(Collected data)

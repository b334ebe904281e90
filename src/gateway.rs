//! Collaborator interfaces for the exercise library and durable persistence
//!
//! The voice core never talks to the backend directly; it goes through
//! [`LibraryProvider`] for read-only library data and [`PersistenceGateway`] for
//! everything it writes. [`RestGateway`] implements both against a PostgREST-style
//! HTTP backend.

use std::collections::HashSet;
use std::time::Duration;

use async_trait::async_trait;
use reqwest::{Client, Method, RequestBuilder, Response, StatusCode, Url};
use serde::Deserialize;
use serde::de::DeserializeOwned;
use serde_json::json;
use tracing::{debug, error};

use crate::error::{Error, Result};
use crate::storage::{SETTING_BACKEND_API_KEY, SETTING_BACKEND_URL, Storage};
use crate::types::{
    Exercise, RemoteSessionId, SessionMetadata, SessionType, SetDraft, SetId, VoiceEvent,
};

/// Read access to the user's exercise library
#[async_trait]
pub trait LibraryProvider: Send + Sync {
    /// Exercises with `status = active` only
    async fn active_exercises(&self, user_id: &str) -> Result<Vec<Exercise>>;

    /// Ids of equipment marked available
    async fn available_equipment(&self, user_id: &str) -> Result<HashSet<String>>;
}

/// Durable store for sessions, events and workout sets
///
/// Every call may fail with [`Error::Transient`]/[`Error::Network`] (retryable) or
/// [`Error::Validation`] (the backend refused the write).
#[async_trait]
pub trait PersistenceGateway: Send + Sync {
    async fn create_session(
        &self,
        session_type: SessionType,
        metadata: &SessionMetadata,
    ) -> Result<RemoteSessionId>;

    async fn append_event(&self, session_id: &str, event: &VoiceEvent) -> Result<()>;

    async fn commit_set(&self, workout_id: &str, draft: &SetDraft) -> Result<SetId>;

    /// Overwrite the set previously committed under `draft.client_id`
    async fn amend_set(&self, workout_id: &str, draft: &SetDraft) -> Result<()>;

    /// Revert the most recent set of the workout; false if there was none
    async fn revert_last_set(&self, workout_id: &str) -> Result<bool>;
}

const REQUEST_TIMEOUT: Duration = Duration::from_secs(10);

/// Gateway for a PostgREST-compatible backend (e.g. Supabase)
pub struct RestGateway {
    client: Client,
    base_url: String,
    api_key: Option<String>,
    access_token: Option<String>,
}

#[derive(Debug, Deserialize)]
struct IdRow {
    id: String,
}

#[derive(Debug, Deserialize)]
struct EquipmentRow {
    equipment_id: String,
}

impl RestGateway {
    /// Create a gateway (API key loaded from `LIFTVOICE_API_KEY` if not provided)
    pub fn new(base_url: impl Into<String>, api_key: Option<String>) -> Result<Self> {
        let key = api_key.or_else(|| std::env::var("LIFTVOICE_API_KEY").ok());
        let client = Client::builder().timeout(REQUEST_TIMEOUT).build()?;

        Ok(Self {
            client,
            base_url: base_url.into().trim_end_matches('/').to_string(),
            api_key: key,
            access_token: None,
        })
    }

    /// Build from the backend settings stored in SQLite
    pub fn from_storage(storage: &Storage) -> Result<Self> {
        let base_url = storage
            .get_setting(SETTING_BACKEND_URL)?
            .ok_or_else(|| Error::Config("backend url not set".to_string()))?;
        Self::new(base_url, storage.get_setting(SETTING_BACKEND_API_KEY)?)
    }

    /// Authenticate requests as a signed-in user instead of with the bare API key
    pub fn with_access_token(mut self, token: impl Into<String>) -> Self {
        self.access_token = Some(token.into());
        self
    }

    fn url(&self, path: &str, filters: &[(&str, String)]) -> Result<Url> {
        let mut url = Url::parse(&format!("{}/rest/v1/{}", self.base_url, path))
            .map_err(|e| Error::Config(format!("invalid backend url: {e}")))?;
        if !filters.is_empty() {
            let mut pairs = url.query_pairs_mut();
            for (key, value) in filters {
                pairs.append_pair(key, value);
            }
        }
        Ok(url)
    }

    fn request(&self, method: Method, url: Url) -> RequestBuilder {
        let mut builder = self.client.request(method, url);
        if let Some(key) = &self.api_key {
            builder = builder.header("apikey", key);
        }
        // a signed-in user's token wins over the project key
        if let Some(bearer) = self.access_token.as_ref().or(self.api_key.as_ref()) {
            builder = builder.header("Authorization", format!("Bearer {}", bearer));
        }
        builder
    }

    async fn first_id(response: Response, what: &str) -> Result<String> {
        let rows: Vec<IdRow> = read_json(response, what).await?;
        rows.into_iter()
            .next()
            .map(|row| row.id)
            .ok_or_else(|| Error::Validation(format!("{what}: backend returned no row")))
    }
}

/// Map a non-success HTTP status onto the retryable/validation split
fn classify_status(status: StatusCode, body: &str, what: &str) -> Error {
    if status.is_server_error()
        || status == StatusCode::TOO_MANY_REQUESTS
        || status == StatusCode::REQUEST_TIMEOUT
    {
        Error::Transient(format!("{what}: {status}"))
    } else {
        Error::Validation(format!("{what}: {status} - {body}"))
    }
}

/// Decode a success body; one that does not parse is a validation failure
fn parse_body<T: DeserializeOwned>(body: &str, what: &str) -> Result<T> {
    serde_json::from_str(body).map_err(|e| {
        error!("Backend {} returned an unreadable body: {}", what, e);
        Error::Validation(format!("{what}: unreadable response: {e}"))
    })
}

async fn read_json<T: DeserializeOwned>(response: Response, what: &str) -> Result<T> {
    let body = response.text().await?;
    parse_body(&body, what)
}

async fn check(response: Response, what: &str) -> Result<Response> {
    let status = response.status();
    if status.is_success() {
        return Ok(response);
    }
    let body = response.text().await.unwrap_or_default();
    error!("Backend {} failed: {} - {}", what, status, body);
    Err(classify_status(status, &body, what))
}

#[async_trait]
impl LibraryProvider for RestGateway {
    async fn active_exercises(&self, user_id: &str) -> Result<Vec<Exercise>> {
        let url = self.url(
            "exercises",
            &[
                ("select", "id,name,equipment_required,status".to_string()),
                ("user_id", format!("eq.{user_id}")),
                ("status", "eq.active".to_string()),
            ],
        )?;
        let response = check(self.request(Method::GET, url).send().await?, "exercises").await?;
        let exercises: Vec<Exercise> = read_json(response, "exercises").await?;
        debug!("Fetched {} active exercises", exercises.len());

        // the matcher trusts this list, so never let a stale status through
        Ok(exercises.into_iter().filter(Exercise::is_active).collect())
    }

    async fn available_equipment(&self, user_id: &str) -> Result<HashSet<String>> {
        let url = self.url(
            "user_equipment",
            &[
                ("select", "equipment_id".to_string()),
                ("user_id", format!("eq.{user_id}")),
                ("available", "eq.true".to_string()),
            ],
        )?;
        let response = check(self.request(Method::GET, url).send().await?, "equipment").await?;
        let rows: Vec<EquipmentRow> = read_json(response, "equipment").await?;
        Ok(rows.into_iter().map(|row| row.equipment_id).collect())
    }
}

#[async_trait]
impl PersistenceGateway for RestGateway {
    async fn create_session(
        &self,
        session_type: SessionType,
        metadata: &SessionMetadata,
    ) -> Result<RemoteSessionId> {
        let url = self.url("voice_sessions", &[])?;
        let body = json!({
            "session_type": session_type,
            "user_id": metadata.user_id,
            "workout_id": metadata.workout_id,
            "locale": metadata.locale,
            "metadata": metadata.extra,
        });
        let response = self
            .request(Method::POST, url)
            .header("Prefer", "return=representation")
            .json(&body)
            .send()
            .await?;
        let id = Self::first_id(check(response, "create session").await?, "create session").await?;
        debug!("Registered voice session {}", id);
        Ok(id)
    }

    async fn append_event(&self, session_id: &str, event: &VoiceEvent) -> Result<()> {
        let url = self.url("voice_events", &[("on_conflict", "id".to_string())])?;
        let body = json!({
            "id": event.id,
            "session_id": session_id,
            "event_type": event.event_type,
            "payload": event.payload,
            "confidence": event.confidence,
            "created_at": event.timestamp,
        });
        let response = self
            .request(Method::POST, url)
            .header("Prefer", "resolution=ignore-duplicates,return=minimal")
            .json(&body)
            .send()
            .await?;
        check(response, "append event").await?;
        Ok(())
    }

    async fn commit_set(&self, workout_id: &str, draft: &SetDraft) -> Result<SetId> {
        // upsert on client_id so a replayed commit cannot create a second row
        let url = self.url("workout_sets", &[("on_conflict", "client_id".to_string())])?;
        let body = json!({
            "client_id": draft.client_id,
            "workout_id": workout_id,
            "exercise_id": draft.exercise_id,
            "set_index": draft.set_index,
            "reps": draft.reps,
            "weight_kg": draft.weight_kg,
            "rpe": draft.rpe,
        });
        let response = self
            .request(Method::POST, url)
            .header("Prefer", "resolution=merge-duplicates,return=representation")
            .json(&body)
            .send()
            .await?;
        Self::first_id(check(response, "commit set").await?, "commit set").await
    }

    async fn amend_set(&self, workout_id: &str, draft: &SetDraft) -> Result<()> {
        let url = self.url(
            "workout_sets",
            &[
                ("client_id", format!("eq.{}", draft.client_id)),
                ("workout_id", format!("eq.{workout_id}")),
            ],
        )?;
        let body = json!({
            "exercise_id": draft.exercise_id,
            "set_index": draft.set_index,
            "reps": draft.reps,
            "weight_kg": draft.weight_kg,
            "rpe": draft.rpe,
        });
        let response = self
            .request(Method::PATCH, url)
            .header("Prefer", "return=representation")
            .json(&body)
            .send()
            .await?;
        let rows: Vec<IdRow> = read_json(check(response, "amend set").await?, "amend set").await?;
        if rows.is_empty() {
            return Err(Error::Validation(format!(
                "amend set: no set with client id {}",
                draft.client_id
            )));
        }
        Ok(())
    }

    async fn revert_last_set(&self, workout_id: &str) -> Result<bool> {
        let url = self.url("rpc/revert_last_set", &[])?;
        let response = self
            .request(Method::POST, url)
            .json(&json!({ "workout_id": workout_id }))
            .send()
            .await?;
        let what = "revert last set";
        let reverted: bool = read_json(check(response, what).await?, what).await?;
        Ok(reverted)
    }
}

#[cfg(test)]
mod tests {
    use super::*;

    #[test]
    fn test_status_classification() {
        assert!(classify_status(StatusCode::SERVICE_UNAVAILABLE, "", "x").is_retryable());
        assert!(classify_status(StatusCode::TOO_MANY_REQUESTS, "", "x").is_retryable());
        assert!(classify_status(StatusCode::REQUEST_TIMEOUT, "", "x").is_retryable());
        assert!(matches!(
            classify_status(StatusCode::CONFLICT, "inactive exercise", "commit set"),
            Error::Validation(msg) if msg.contains("inactive exercise")
        ));
        assert!(matches!(
            classify_status(StatusCode::BAD_REQUEST, "", "x"),
            Error::Validation(_)
        ));
    }

    #[test]
    fn test_unreadable_body_is_not_retried() {
        let result: Result<Vec<IdRow>> = parse_body(r#"[{"uuid": "s1"}]"#, "commit set");
        let err = result.unwrap_err();
        assert!(matches!(&err, Error::Validation(msg) if msg.contains("commit set")));
        assert!(!err.is_retryable());

        let rows: Vec<IdRow> = parse_body(r#"[{"id": "s1"}]"#, "commit set").unwrap();
        assert_eq!(rows[0].id, "s1");
        let reverted: bool = parse_body("true", "revert last set").unwrap();
        assert!(reverted);
    }

    #[test]
    fn test_url_filters_are_encoded() {
        let gateway = RestGateway::new("https://db.example.com/", Some("k".to_string())).unwrap();
        let url = gateway
            .url("exercises", &[("user_id", "eq.a b&c".to_string())])
            .unwrap();
        assert_eq!(url.path(), "/rest/v1/exercises");
        assert_eq!(url.query(), Some("user_id=eq.a+b%26c"));
    }

    fn auth_headers(gateway: &RestGateway) -> (Option<String>, Option<String>) {
        let url = gateway.url("exercises", &[]).unwrap();
        let request = gateway.request(Method::GET, url).build().unwrap();
        let header = |name: &str| {
            request
                .headers()
                .get(name)
                .map(|value| value.to_str().unwrap().to_string())
        };
        (header("apikey"), header("Authorization"))
    }

    #[test]
    fn test_request_authentication() {
        let keyed = RestGateway::new("https://db.example.com", Some("k".to_string())).unwrap();
        assert_eq!(
            auth_headers(&keyed),
            (Some("k".to_string()), Some("Bearer k".to_string()))
        );

        let signed_in = keyed.with_access_token("t");
        assert_eq!(
            auth_headers(&signed_in),
            (Some("k".to_string()), Some("Bearer t".to_string()))
        );

        // cleared by hand so a LIFTVOICE_API_KEY in the environment cannot leak in
        let mut anonymous = RestGateway::new("https://db.example.com", None).unwrap();
        anonymous.api_key = None;
        assert_eq!(auth_headers(&anonymous), (None, None));

        let token_only = anonymous.with_access_token("t");
        assert_eq!(auth_headers(&token_only), (None, Some("Bearer t".to_string())));
    }

    #[test]
    fn test_from_storage_requires_url() {
        let storage = Storage::in_memory().unwrap();
        assert!(matches!(
            RestGateway::from_storage(&storage),
            Err(Error::Config(_))
        ));
        storage
            .set_setting(SETTING_BACKEND_URL, "https://db.example.com")
            .unwrap();
        assert!(RestGateway::from_storage(&storage).is_ok());
    }
}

The problem. Copy only the entries from the first line to the line with "for read-only library", each exactly as it appears.

Answer below.
repository b334ebe904281e90
filename src/gateway.rs
//! Collaborator interfaces for the exercise library and durable persistence
//!
//! The voice core never talks to the backend directly; it goes through
//! [`LibraryProvider`] for read-only library data and [`PersistenceGateway`] for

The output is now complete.